A word $u$ is called a factor of $w$ if $w=pus$ for some words $p,s$ . When $p=\varepsilon$ (resp. $s=\varepsilon$ ) $u$ is called a prefix (resp. suffix) of $w$ . The set of all factors (resp. prefixes, resp. suffixes) of $w$ is denoted by $\hbox{\rm Fac}(w)$ (resp. $\hbox{\rm Pref}(w)$ , resp. $\hbox{\rm Suff}(w)$ ). For any integer $i$ satisfying $1\leq i\leq|w|$ , let $C_{w}(i)$ denote the number of distinct factors of length $i$ in $w$ .

A factor $u$ of $w$ is called right-special if there exist two different letters $a,b\in\hbox{\rm Alph}(w)$ such that $ua$ and $ub$ are both factors of $w$ . $ua,ub$ are called right-extensions of $u$ .

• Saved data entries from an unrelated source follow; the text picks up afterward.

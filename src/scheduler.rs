//! Single-flight scheduling of drain passes.
//!
//! Every event that might let queued requests through (a new submission,
//! connectivity coming back, a timer) asks the scheduler for a sync. The
//! scheduler guarantees that:
//!
//! - at most one drain pass is executing at any instant
//! - a request arriving while a pass runs is never lost: it schedules
//!   exactly one follow-up pass, however many requests arrive
//!
//! The bookkeeping is an explicit [`SyncState`] with pure transition
//! functions, owned by a [`SyncScheduler`] instance.
//!
//! ## Outcomes
//!
//! [`SyncScheduler::sync_requests`] returns a future for the *run chain* the
//! call started or joined: the pass running at that moment plus every
//! follow-up pass chained after it. The chain fails with the first failure
//! among those passes and succeeds otherwise.

use std::{
    future::Future,
    pin::Pin,
    sync::{Arc, Mutex, MutexGuard, PoisonError},
};

use tokio::sync::watch;

use crate::drain::DrainError;

/// One drain pass, as seen by the scheduler.
#[async_trait::async_trait]
pub trait Drain: Send + Sync + 'static {
    async fn drain_once(&self) -> Result<(), DrainError>;
}

/// Scheduler state.
#[derive(Debug, Clone, Copy, Default, PartialEq, Eq)]
pub enum SyncState {
    /// No pass is executing.
    #[default]
    Idle,
    /// A pass is executing and nothing asked for another one since it began.
    Running,
    /// A pass is executing and another one must follow it.
    RunningWithPendingRerun,
}

/// Effect of a sync request on the scheduler.
#[derive(Debug, Clone, Copy, PartialEq, Eq)]
pub enum OnRequest {
    /// Start a new pass.
    StartDrain,
    /// Attach to the pass already executing.
    Join,
}

/// Effect of a finished pass on the scheduler.
#[derive(Debug, Clone, Copy, PartialEq, Eq)]
pub enum OnComplete {
    /// Start the follow-up pass immediately.
    Rerun,
    /// The chain is over.
    Settle,
}

impl SyncState {
    /// Transition taken when a sync is requested.
    pub fn request(self) -> (SyncState, OnRequest) {
        match self {
            SyncState::Idle => (SyncState::Running, OnRequest::StartDrain),
            SyncState::Running | SyncState::RunningWithPendingRerun => {
                (SyncState::RunningWithPendingRerun, OnRequest::Join)
            }
        }
    }

    /// Transition taken when the executing pass finishes, whatever its
    /// result.
    pub fn complete(self) -> (SyncState, OnComplete) {
        match self {
            SyncState::RunningWithPendingRerun => (SyncState::Running, OnComplete::Rerun),
            SyncState::Running | SyncState::Idle => (SyncState::Idle, OnComplete::Settle),
        }
    }
}

/// Future returned by [`SyncScheduler::sync_requests`].
pub type SyncFuture = Pin<Box<dyn Future<Output = Result<(), SyncError>> + Send + 'static>>;

type Outcome = Option<Result<(), SyncError>>;

struct Inner {
    state: SyncState,
    /// Outcome slot for the pass currently executing.
    current: Option<watch::Sender<Outcome>>,
}

/// Owner of the single-flight state for one queue.
///
/// Cloning yields another handle to the same scheduler.
pub struct SyncScheduler<D> {
    drain: Arc<D>,
    inner: Arc<Mutex<Inner>>,
}

impl<D> Clone for SyncScheduler<D> {
    fn clone(&self) -> Self {
        Self {
            drain: Arc::clone(&self.drain),
            inner: Arc::clone(&self.inner),
        }
    }
}

impl<D> SyncScheduler<D>
where
    D: Drain,
{
    pub fn new(drain: D) -> Self {
        Self {
            drain: Arc::new(drain),
            inner: Arc::new(Mutex::new(Inner {
                state: SyncState::Idle,
                current: None,
            })),
        }
    }

    pub fn state(&self) -> SyncState {
        lock(&self.inner).state
    }

    /// Ask for a sync and get a future for the outcome of the run chain.
    ///
    /// The state transition happens immediately; the returned future only
    /// observes. Dropping it does not cancel anything. Must be called from
    /// within a Tokio runtime.
    pub fn sync_requests(&self) -> SyncFuture {
        let receiver = {
            let mut inner = lock(&self.inner);
            let (next, action) = inner.state.request();
            inner.state = next;
            if action == OnRequest::StartDrain {
                let (sender, _) = watch::channel(None);
                inner.current = Some(sender);
                tokio::spawn(run_chain(Arc::clone(&self.drain), Arc::clone(&self.inner)));
                tracing::debug!("Sync started");
            } else {
                tracing::trace!(state = ?next, "Sync coalesced into running pass");
            }
            inner.current.as_ref().map(watch::Sender::subscribe)
        };

        Box::pin(async move {
            let Some(mut receiver) = receiver else {
                return Ok(());
            };
            let outcome = match receiver.wait_for(Option::is_some).await {
                Ok(outcome) => outcome.clone(),
                Err(_) => None,
            };
            outcome.unwrap_or_else(|| Err(SyncError::aborted("run chain dropped its outcome")))
        })
    }
}

/// Execute passes until no rerun is pending, then publish outcomes.
///
/// Each pass gets its own outcome slot. A caller that joined pass `i`
/// observes the first failure among passes `i..`, so the slots are filled
/// back to front once the chain settles.
async fn run_chain<D: Drain>(drain: Arc<D>, inner: Arc<Mutex<Inner>>) {
    let mut finished = Vec::new();

    loop {
        let pass = Arc::clone(&drain);
        let result = match tokio::spawn(async move { pass.drain_once().await }).await {
            Ok(Ok(())) => Ok(()),
            Ok(Err(err)) => Err(SyncError::drain(err)),
            Err(join) => Err(SyncError::aborted(join.to_string())),
        };

        let mut guard = lock(&inner);
        let (next, action) = guard.state.complete();
        guard.state = next;
        let slot = match action {
            OnComplete::Rerun => guard.current.replace(watch::channel(None).0),
            OnComplete::Settle => guard.current.take(),
        };
        drop(guard);

        if let Some(slot) = slot {
            finished.push((slot, result));
        }
        if action == OnComplete::Settle {
            break;
        }
        tracing::debug!("Rerunning drain for requests that arrived mid-pass");
    }

    let mut outcome = Ok(());
    for (slot, result) in finished.into_iter().rev() {
        if result.is_err() {
            outcome = result;
        }
        slot.send_replace(Some(outcome.clone()));
    }
}

fn lock(inner: &Mutex<Inner>) -> MutexGuard<'_, Inner> {
    inner.lock().unwrap_or_else(PoisonError::into_inner)
}

/// Error observed by callers of [`SyncScheduler::sync_requests`].
///
/// Cheap to clone: every caller attached to a chain receives the same error.
#[derive(Debug, Clone)]
pub struct SyncError {
    kind: SyncErrorKind,
}

/// Sync error kinds.
#[derive(Debug, Clone)]
pub enum SyncErrorKind {
    /// A drain pass stopped on this error.
    Drain(Arc<DrainError>),
    /// A drain pass panicked or was cancelled.
    Aborted(String),
}

impl SyncError {
    fn drain(error: DrainError) -> Self {
        Self {
            kind: SyncErrorKind::Drain(Arc::new(error)),
        }
    }

    fn aborted(reason: impl Into<String>) -> Self {
        Self {
            kind: SyncErrorKind::Aborted(reason.into()),
        }
    }

    pub fn kind(&self) -> &SyncErrorKind {
        &self.kind
    }

    /// The drain error, if a pass failed normally.
    pub fn drain_error(&self) -> Option<&DrainError> {
        match &self.kind {
            SyncErrorKind::Drain(err) => Some(err),
            SyncErrorKind::Aborted(_) => None,
        }
    }
}

impl std::fmt::Display for SyncError {
    fn fmt(&self, f: &mut std::fmt::Formatter<'_>) -> std::fmt::Result {
        match &self.kind {
            SyncErrorKind::Drain(err) => write!(f, "Sync failed: {}", err),
            SyncErrorKind::Aborted(reason) => write!(f, "Sync aborted: {}", reason),
        }
    }
}

impl std::error::Error for SyncError {
    fn source(&self) -> Option<&(dyn std::error::Error + 'static)> {
        match &self.kind {
            SyncErrorKind::Drain(err) => Some(err.as_ref()),
            SyncErrorKind::Aborted(_) => None,
        }
    }
}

For any natural number $k$ , the $k$ -th power of a finite word $u$ is denoted by $u^{k}=uu\cdots u$ and consists of the concatenation of $k$ copies of $u$ . A finite word $w$ is said to be primitive if it is not a power of another word, that is if $w=u^{k}$ implies $k=1$ . Let $\hbox{\rm Prim}(w)$ denote the set of all primitive factors of $w$ . A $k$ -power is a word $w$ satisfying $w=\underbrace{uu...u}_{k\;\text{tilmes}}$ for a certain $u\in\hbox{\rm Fac}(w)$ and for a $k\geq 2$ . Let $N_{k}(w)$ denote the number of its distinct non-empty $k$ -powers. For a given word $w$ and two positive integers $a,b$ satisfying $a\leq b=|w|$ , let us define $w^{\frac{a}{b}}$ to be the prefix of $w$ of length $a$ . Now we can define the rational power a word: let $w$ be a finite word and let $\frac{a}{b}\in\mathbb{Q}^{+}$ be a positive rational number, $w^{\frac{a}{b}}$ is well defined only if $b=|w|$ , and in this case, there is a couple of non-negative integers $(c,d)$ satisfying $a=c|w|+d$ , we define $w^{\frac{a}{b}}$ to be $w^{c}w^{\frac{d}{b}}$ . For a given word $w$ and a given integer $k$ , we say that $w$ is of period $k$ if there exists a word $u$ of length $k$ such that $w=u^{\frac{|w|}{k}}$ .

Here we recall a basic lemma concerning the repetitions:

Lemma 2 (Fine and Wilf [3])

Let $w$ be a word having $k$ and $l$ for periods. If $|w|\geq k+l-\gcd(k,l)$ then $\gcd(k,l)$ is also a period of $w$ .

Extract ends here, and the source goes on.